Playing the role of Beijing's messenger is probably one of the trickiest tasks that Hong Kong politicians face.
As mainland officials rarely comment publicly on the city's issues under the "one country, two systems" principle, the central government's messages to the administration are often delivered behind closed doors.
As a result, the media has to rely heavily on the messenger - usually a pro-establishment figure - to shed light on Beijing's views on Hong Kong matters.
But sometimes, like in a game of Chinese whispers, these messengers fail to pass on the full message to their audiences.
Last month in Beijing, local delegates to the Chinese People's Political Consultative Conference apparently did not deliver the complete comments of Politburo Standing Committee member Yu Zhengsheng in a closed-door meeting.
Asked by journalists on March 6 what he said during the meeting, some delegates cited Yu as saying he was confident that the Hong Kong government would handle properly the tensions between the mainland and the city.
But they failed to mention that in the meeting, Yu also rebuked the Hong Kong activists who waved colonial flags at recent protests and that he also warned that opposition forces would not be allowed to rule the city after universal suffrage was introduced.
Asked the following day whether they had collectively held back part of Yu's speech on purpose, a delegate argued that he could have forgotten part of what the official had said.

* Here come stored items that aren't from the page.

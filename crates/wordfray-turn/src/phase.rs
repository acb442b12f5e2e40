//! Turn phases.

/// Who may act during a turn.
///
/// Each round cycles through the phases in this order:
///
/// ```text
/// Typing → TypeWait → Sabotage → SabotageWait → Typing (next row)
///             │
///             └─(round decided)→ Restart → RestartWait → Typing (row 0)
/// ```
///
/// - **Typing**: the player fills the current row.
/// - **TypeWait**: the word is sent; waiting for the opponent's word.
/// - **Sabotage**: the player picks one slot of the opponent's row to hide.
/// - **SabotageWait**: waiting for the hints of the player's own word.
/// - **Restart**: the game is over; the player may ask for a rematch.
/// - **RestartWait**: waiting for the opponent to agree.
///
/// The `*Wait` phases are left only when a server message arrives. The
/// server may also close a round while the player is still in `Typing` or
/// `Sabotage` (turn timer); the machine then skips to the matching wait.
#[derive(Debug, Clone, Copy, PartialEq, Eq, Default)]
pub enum Phase {
    #[default]
    Typing,
    TypeWait,
    Sabotage,
    SabotageWait,
    Restart,
    RestartWait,
}

impl Phase {
    /// Returns `true` if the local player may act in this phase.
    pub fn accepts_input(self) -> bool {
        matches!(self, Self::Typing | Self::Sabotage | Self::Restart)
    }

    /// Returns `true` once the game has a result.
    pub fn is_game_over(self) -> bool {
        matches!(self, Self::Restart | Self::RestartWait)
    }
}

impl std::fmt::Display for Phase {
    fn fmt(&self, f: &mut std::fmt::Formatter<'_>) -> std::fmt::Result {
        match self {
            Self::Typing => write!(f, "Typing"),
            Self::TypeWait => write!(f, "TypeWait"),
            Self::Sabotage => write!(f, "Sabotage"),
            Self::SabotageWait => write!(f, "SabotageWait"),
            Self::Restart => write!(f, "Restart"),
            Self::RestartWait => write!(f, "RestartWait"),
        }
    }
}

#[cfg(test)]
mod tests {
    use super::*;

    #[test]
    fn test_only_three_phases_accept_input() {
        let accepting: Vec<_> = [
            Phase::Typing,
            Phase::TypeWait,
            Phase::Sabotage,
            Phase::SabotageWait,
            Phase::Restart,
            Phase::RestartWait,
        ]
        .into_iter()
        .filter(|p| p.accepts_input())
        .collect();

        assert_eq!(accepting, vec![Phase::Typing, Phase::Sabotage, Phase::Restart]);
    }

    #[test]
    fn test_game_over_phases() {
        assert!(Phase::Restart.is_game_over());
        assert!(Phase::RestartWait.is_game_over());
        assert!(!Phase::SabotageWait.is_game_over());
    }

    #[test]
    fn test_phase_default_and_display() {
        assert_eq!(Phase::default(), Phase::Typing);
        assert_eq!(Phase::SabotageWait.to_string(), "SabotageWait");
    }
}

Apart from lapses in the messengers' memory, the language barrier between Beijing officials and Hong Kong politicians is another problem.
Last Sunday, almost 40 pro-establishment lawmakers attended a closed-door seminar with Qiao Xiaoyang, chairman of the Law Committee under the National People's Congress, during which he spoke about the Basic Law concerning the electoral reform.
Democratic Alliance for the Betterment and Progress of Hong Kong chairman Tam Yiu-chung, who was the "official" messenger, spoke to the media right after the meeting about Qiao's perspectives regarding the issue.
He brought up Qiao's opinion of the need to bar from qualifying as chief executive candidates those who opposed the central government, but did not mention that the official also cited former Democratic Party chairman Albert Ho Chun-yan as an example.
Journalists have attempted to seek more information from other lawmakers who attended the seminar, but at least two privately said they could not recall all the details of the meeting as Qiao had been speaking in Putonghua.
After the seminar, Qiao issued an abridged version of his speech; a full version was released on Wednesday. The full speech by Wang Guangya, director of Hong Kong and Macau Affairs Office, in the same meeting was released on Friday.
Veteran political commentator Johnny Lau Yui-siu said it was uncommon for mainland authorities to release their full speeches after closed-door meetings, but that this did not mean Beijing was getting more transparent.
"It only shows that Beijing is launching a public opinion battle in the electoral reform," he said. "They are hoping the official speeches will bear the authority to convince Hong Kong people."